**Exercise**
Please tally how many lines in the entries below include the word "Command", giving only the number.
==== Provided records ====
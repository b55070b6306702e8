//! Tuner slot accounting.

pub mod pool;

pub use pool::{TunerLease, TunerPool};
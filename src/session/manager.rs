//! Turns an admitted channel request into a supervised transcoder process.
//!
//! Both session flavors run through the same path: resolve a playable
//! source URL (directly, or via a watch request to the receiver), spawn
//! `ffmpeg` to remux it into MPEG-TS on stdout, then hand the pipe to the
//! HTTP layer as a byte stream. Teardown is owned by the stream guard
//! (see [`crate::session::stream`]) and fires exactly once.

use std::process::Stdio;
use std::sync::atomic::{AtomicU64, Ordering};
use std::sync::Arc;
use std::time::Instant;

use log::{debug, info, warn};
use thiserror::Error;
use tokio::io::{AsyncBufReadExt, BufReader};
use tokio::process::{Child, ChildStdout, Command};

use crate::device::{DeviceClient, DeviceError};
use crate::directory::{ChannelDescriptor, SourceKind};
use crate::session::stream::SessionStream;
use crate::tuner::TunerLease;

/// Session startup failures. Both surface as a one-shot error response;
/// the caller keeps responsibility for releasing the tuner lease.
#[derive(Debug, Error)]
pub enum SessionError {
    /// The receiver could not be asked for (or did not return) a playable
    /// source URL.
    #[error("source resolution failed: {0}")]
    SourceResolution(#[from] DeviceError),

    /// The transcoder process could not be started.
    #[error("failed to spawn transcoder: {0}")]
    Spawn(#[source] std::io::Error),
}

/// Transcoder settings.
#[derive(Debug, Clone)]
pub struct SessionConfig {
    /// Path to the ffmpeg binary.
    pub ffmpeg_path: String,
    /// ffmpeg `-loglevel` value, derived from the gateway log level.
    pub ffmpeg_log_level: String,
}

impl Default for SessionConfig {
    fn default() -> Self {
        Self {
            ffmpeg_path: "ffmpeg".to_string(),
            ffmpeg_log_level: "error".to_string(),
        }
    }
}

/// An active streaming session: one client, one transcoder process, one
/// tuner slot. Exclusively owned; converting it into a [`SessionStream`]
/// transfers ownership of teardown to the stream guard.
#[derive(Debug)]
pub struct StreamSession {
    pub(crate) id: u64,
    pub(crate) channel_id: String,
    pub(crate) child: Child,
    pub(crate) stdout: ChildStdout,
    pub(crate) started_at: Instant,
}

impl StreamSession {
    /// Attach the tuner lease and become the HTTP response body stream.
    pub fn into_stream(self, lease: TunerLease) -> SessionStream {
        SessionStream::new(self, lease)
    }
}

/// Factory and supervisor for streaming sessions.
pub struct SessionManager {
    config: SessionConfig,
    device: Arc<DeviceClient>,
    next_id: AtomicU64,
}

impl SessionManager {
    pub fn new(config: SessionConfig, device: Arc<DeviceClient>) -> Self {
        Self {
            config,
            device,
            next_id: AtomicU64::new(1),
        }
    }

    /// Start a session for an already-admitted request.
    ///
    /// The caller holds the tuner lease; on any error here the caller must
    /// release it (dropping the lease does).
    pub async fn start_session(
        &self,
        descriptor: &ChannelDescriptor,
    ) -> Result<StreamSession, SessionError> {
        let id = self.next_id.fetch_add(1, Ordering::Relaxed);

        let source_url = match descriptor.source {
            SourceKind::DirectUrl => descriptor.locator.clone(),
            SourceKind::DeviceHosted => {
                debug!(
                    "[Session {}] Requesting watch for channel {}",
                    id, descriptor.id
                );
                self.device.watch(&descriptor.locator).await?
            }
        };
        debug!("[Session {}] Source resolved: {}", id, source_url);

        let mut child = Command::new(&self.config.ffmpeg_path)
            .args([
                "-hide_banner",
                "-loglevel",
                &self.config.ffmpeg_log_level,
                "-i",
                &source_url,
                "-c",
                "copy",
                "-f",
                "mpegts",
                "pipe:1",
            ])
            .stdin(Stdio::null())
            .stdout(Stdio::piped())
            .stderr(Stdio::piped())
            .spawn()
            .map_err(SessionError::Spawn)?;

        let stdout = child
            .stdout
            .take()
            .ok_or_else(|| SessionError::Spawn(std::io::Error::other("no stdout pipe")))?;

        // Transcoder diagnostics go to the log and are never treated as a
        // session failure by themselves.
        if let Some(stderr) = child.stderr.take() {
            tokio::spawn(async move {
                let mut lines = BufReader::new(stderr).lines();
                while let Ok(Some(line)) = lines.next_line().await {
                    debug!("[Session {}] ffmpeg: {}", id, line);
                }
            });
        } else {
            warn!("[Session {}] Transcoder stderr pipe missing", id);
        }

        info!(
            "[Session {}] Streaming channel {} ({})",
            id, descriptor.id, descriptor.display_name
        );

        Ok(StreamSession {
            id,
            channel_id: descriptor.id.clone(),
            child,
            stdout,
            started_at: Instant::now(),
        })
    }
}

#[cfg(test)]
mod tests {
    use super::*;
    use crate::device::DeviceConfig;
    use crate::tuner::TunerPool;
    use futures::StreamExt;
    use std::time::Duration;
    use wiremock::matchers::{method, path};
    use wiremock::{Mock, MockServer, ResponseTemplate};

    fn offline_device() -> Arc<DeviceClient> {
        Arc::new(
            DeviceClient::new(DeviceConfig {
                base_url: "http://127.0.0.1:9".into(),
                token: "unused".into(),
                request_timeout: Duration::from_millis(200),
            })
            .unwrap(),
        )
    }

    fn direct_channel(url: &str) -> ChannelDescriptor {
        ChannelDescriptor {
            id: "direct1".into(),
            display_number: "1001".into(),
            display_name: "Direct One".into(),
            source: SourceKind::DirectUrl,
            locator: url.into(),
        }
    }

    #[tokio::test]
    async fn spawn_failure_is_an_error_not_a_panic() {
        let manager = SessionManager::new(
            SessionConfig {
                ffmpeg_path: "/nonexistent/ffmpeg-binary".into(),
                ffmpeg_log_level: "error".into(),
            },
            offline_device(),
        );

        let err = manager
            .start_session(&direct_channel("http://example/stream.m3u8"))
            .await
            .unwrap_err();
        assert!(matches!(err, SessionError::Spawn(_)));
    }

    #[tokio::test]
    async fn unreachable_device_is_source_resolution_error() {
        let manager = SessionManager::new(SessionConfig::default(), offline_device());
        let descriptor = ChannelDescriptor {
            id: "ota1".into(),
            display_number: "5.1".into(),
            display_name: "Five One".into(),
            source: SourceKind::DeviceHosted,
            locator: "ota1".into(),
        };

        let err = manager.start_session(&descriptor).await.unwrap_err();
        assert!(matches!(err, SessionError::SourceResolution(_)));
    }

    #[tokio::test]
    async fn device_hosted_resolves_through_watch_request() {
        let server = MockServer::start().await;
        Mock::given(method("POST"))
            .and(path("/guide/channels/ota1/watch"))
            .respond_with(ResponseTemplate::new(200).set_body_json(serde_json::json!({
                "playlist_url": "http://device/stream/ota1.m3u8"
            })))
            .mount(&server)
            .await;

        // Spawn is expected to fail (no ffmpeg in the test environment),
        // but resolution must have happened first via the watch request.
        let manager = SessionManager::new(
            SessionConfig {
                ffmpeg_path: "/nonexistent/ffmpeg-binary".into(),
                ffmpeg_log_level: "error".into(),
            },
            Arc::new(
                DeviceClient::new(DeviceConfig {
                    base_url: server.uri(),
                    token: "t".into(),
                    request_timeout: Duration::from_secs(2),
                })
                .unwrap(),
            ),
        );

        let descriptor = ChannelDescriptor {
            id: "ota1".into(),
            display_number: "5.1".into(),
            display_name: "Five One".into(),
            source: SourceKind::DeviceHosted,
            locator: "ota1".into(),
        };
        let err = manager.start_session(&descriptor).await.unwrap_err();
        assert!(matches!(err, SessionError::Spawn(_)));
    }

    #[cfg(unix)]
    #[tokio::test]
    async fn process_exit_releases_the_slot_once() {
        let pool = Arc::new(TunerPool::new(1));
        let lease = pool.try_acquire().unwrap();

        // Stand-in for a short-lived transcoder: emits bytes, then exits.
        let mut child = Command::new("sh")
            .args(["-c", "printf data"])
            .stdin(Stdio::null())
            .stdout(Stdio::piped())
            .spawn()
            .unwrap();
        let stdout = child.stdout.take().unwrap();
        let session = StreamSession {
            id: 7,
            channel_id: "direct1".into(),
            child,
            stdout,
            started_at: Instant::now(),
        };

        let mut stream = session.into_stream(lease);
        let mut total = 0usize;
        while let Some(chunk) = stream.next().await {
            total += chunk.unwrap().len();
        }
        assert_eq!(total, 4);

        drop(stream);
        tokio::time::sleep(Duration::from_millis(100)).await;
        assert_eq!(pool.in_use(), 0);
    }

    #[cfg(unix)]
    #[tokio::test]
    async fn client_disconnect_tears_down_a_live_process() {
        let pool = Arc::new(TunerPool::new(1));
        let lease = pool.try_acquire().unwrap();

        let mut child = Command::new("sleep")
            .arg("30")
            .stdin(Stdio::null())
            .stdout(Stdio::piped())
            .spawn()
            .unwrap();
        let stdout = child.stdout.take().unwrap();
        let session = StreamSession {
            id: 8,
            channel_id: "direct1".into(),
            child,
            stdout,
            started_at: Instant::now(),
        };

        let stream = session.into_stream(lease);
        drop(stream); // client went away

        tokio::time::sleep(Duration::from_millis(200)).await;
        assert_eq!(pool.in_use(), 0);
    }
}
====
**Expected answer**
4